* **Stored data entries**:
____

//! CSI protocol messages transmitted over QUIC.
//!
//! [`CsiMessage`] is the top-level envelope for all request and response
//! variants exchanged between the orchestrator and the plugin via QUIC
//! bi-directional streams.

use std::collections::HashMap;

use serde::{Deserialize, Serialize};

use crate::error::CsiError;
use crate::types::*;

/// Top-level message envelope for CSI over QUIC.
///
/// Each QUIC bi-stream carries exactly one request followed by one response.
/// The client sends a *request* variant and the server replies with the
/// corresponding *response* variant (or [`CsiMessage::Error`]).
#[derive(Debug, Clone, Serialize, Deserialize)]
pub enum CsiMessage {
    // ----- Requests --------------------------------------------------------
    /// Create a new volume (Controller).
    CreateVolume(CreateVolumeRequest),
    /// Delete a volume (Controller).
    DeleteVolume(VolumeId),
    /// List all known volumes (Controller).
    ListVolumes,
    /// Query remaining capacity (Controller).
    GetCapacity,
    /// Validate volume capabilities (Controller).
    ValidateVolumeCapabilities {
        volume_id: VolumeId,
        capabilities: Vec<VolumeCapability>,
    },
    /// Publish a volume to a node (Controller).
    ControllerPublishVolume(ControllerPublishVolumeRequest),
    /// Unpublish a volume from a node (Controller).
    ControllerUnpublishVolume { volume_id: VolumeId, node_id: String },
    /// Grow a volume file (Controller).
    ExpandVolume(ExpandVolumeRequest),
    /// Query controller RPCs (Controller).
    GetControllerCapabilities,
    /// Cut a snapshot (Controller).
    CreateSnapshot(CreateSnapshotRequest),
    /// Delete a snapshot (Controller).
    DeleteSnapshot(SnapshotId),
    /// List snapshots (Controller).
    ListSnapshots(ListSnapshotsRequest),

    /// Stage a volume at a global path (Node).
    StageVolume(NodeStageVolumeRequest),
    /// Unstage a previously staged volume (Node).
    UnstageVolume {
        volume_id: VolumeId,
        staging_target_path: String,
    },
    /// Publish a staged volume into a Pod (Node).
    PublishVolume(NodePublishVolumeRequest),
    /// Unpublish a previously published volume (Node).
    UnpublishVolume {
        volume_id: VolumeId,
        target_path: String,
    },
    /// Grow the filesystem of a mounted volume (Node).
    NodeExpandVolume(NodeExpandVolumeRequest),

    /// Health probe (Identity).
    Probe,
    /// Query plugin info (Identity).
    GetPluginInfo,
    /// Query plugin capabilities (Identity).
    GetPluginCapabilities,
    /// Query node info (Node).
    GetNodeInfo,
    /// Query node RPCs (Node).
    GetNodeCapabilities,

    // ----- Responses -------------------------------------------------------
    /// A volume was successfully created.
    VolumeCreated(Volume),
    /// A list of volumes.
    VolumeList(Vec<Volume>),
    /// Available capacity in bytes.
    Capacity(u64),
    /// Whether the requested capabilities are valid.
    CapabilitiesValid(bool),
    /// Publish context, e.g. `{"DevicePath": ...}`.
    PublishContext(HashMap<String, String>),
    /// Result of a controller expansion.
    VolumeExpanded(ExpandVolumeResponse),
    /// Controller RPCs.
    ControllerCapabilitiesResponse(Vec<ControllerCapability>),
    /// A snapshot was successfully created.
    SnapshotCreated(Snapshot),
    /// A list of snapshots.
    SnapshotList(Vec<Snapshot>),
    /// Plugin information.
    PluginInfoResponse(PluginInfo),
    /// Plugin capabilities.
    PluginCapabilitiesResponse(Vec<PluginCapability>),
    /// Node information.
    NodeInfoResponse(NodeInfo),
    /// Node RPCs.
    NodeCapabilitiesResponse(Vec<NodeCapability>),

    /// Generic success acknowledgement (no payload).
    Ok,
    /// Probe result.
    ProbeResult(bool),
    /// An error occurred.
    Error(CsiError),
}

impl std::fmt::Display for CsiMessage {
    fn fmt(&self, f: &mut std::fmt::Formatter<'_>) -> std::fmt::Result {
        match self {
            Self::CreateVolume(req) => write!(f, "CreateVolume(name={})", req.name),
            Self::DeleteVolume(id) => write!(f, "DeleteVolume({})", id),
            Self::ListVolumes => f.write_str("ListVolumes"),
            Self::GetCapacity => f.write_str("GetCapacity"),
            Self::ValidateVolumeCapabilities { volume_id, .. } => {
                write!(f, "ValidateVolumeCapabilities({})", volume_id)
            }
            Self::ControllerPublishVolume(req) => {
                write!(f, "ControllerPublishVolume({}, node={})", req.volume_id, req.node_id)
            }
            Self::ControllerUnpublishVolume { volume_id, node_id } => {
                write!(f, "ControllerUnpublishVolume({}, node={})", volume_id, node_id)
            }
            Self::ExpandVolume(req) => write!(f, "ExpandVolume({})", req.volume_id),
            Self::GetControllerCapabilities => f.write_str("GetControllerCapabilities"),
            Self::CreateSnapshot(req) => write!(
                f,
                "CreateSnapshot(name={}, source={})",
                req.name, req.source_volume_id
            ),
            Self::DeleteSnapshot(id) => write!(f, "DeleteSnapshot({})", id),
            Self::ListSnapshots(_) => f.write_str("ListSnapshots"),
            Self::StageVolume(req) => write!(f, "StageVolume({})", req.volume_id),
            Self::UnstageVolume { volume_id, .. } => write!(f, "UnstageVolume({})", volume_id),
            Self::PublishVolume(req) => write!(f, "PublishVolume({})", req.volume_id),
            Self::UnpublishVolume { volume_id, .. } => {
                write!(f, "UnpublishVolume({})", volume_id)
            }
            Self::NodeExpandVolume(req) => write!(f, "NodeExpandVolume({})", req.volume_id),
            Self::Probe => f.write_str("Probe"),
            Self::GetPluginInfo => f.write_str("GetPluginInfo"),
            Self::GetPluginCapabilities => f.write_str("GetPluginCapabilities"),
            Self::GetNodeInfo => f.write_str("GetNodeInfo"),
            Self::GetNodeCapabilities => f.write_str("GetNodeCapabilities"),
            Self::VolumeCreated(v) => write!(f, "VolumeCreated({})", v.volume_id),
            Self::VolumeList(vs) => write!(f, "VolumeList(count={})", vs.len()),
            Self::Capacity(c) => write!(f, "Capacity({})", c),
            Self::CapabilitiesValid(v) => write!(f, "CapabilitiesValid({})", v),
            Self::PublishContext(ctx) => write!(f, "PublishContext(keys={})", ctx.len()),
            Self::VolumeExpanded(r) => write!(f, "VolumeExpanded({})", r.capacity_bytes),
            Self::ControllerCapabilitiesResponse(caps) => {
                write!(f, "ControllerCapabilities(count={})", caps.len())
            }
            Self::SnapshotCreated(s) => write!(f, "SnapshotCreated({})", s.snapshot_id),
            Self::SnapshotList(ss) => write!(f, "SnapshotList(count={})", ss.len()),
            Self::PluginInfoResponse(info) => {
                write!(f, "PluginInfo(name={})", info.name)
            }
            Self::PluginCapabilitiesResponse(caps) => {
                write!(f, "PluginCapabilities(count={})", caps.len())
            }
            Self::NodeInfoResponse(info) => write!(f, "NodeInfo({})", info.node_id),
            Self::NodeCapabilitiesResponse(caps) => {
                write!(f, "NodeCapabilities(count={})", caps.len())
            }
            Self::Ok => f.write_str("Ok"),
            Self::ProbeResult(ok) => write!(f, "ProbeResult({})", ok),
            Self::Error(e) => write!(f, "Error({})", e),
        }
    }
}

____

* **What you will do**: Checking each line above, count the ones that hold the word "CreateSnapshot" and state the total alone.

* **Task solution**: 3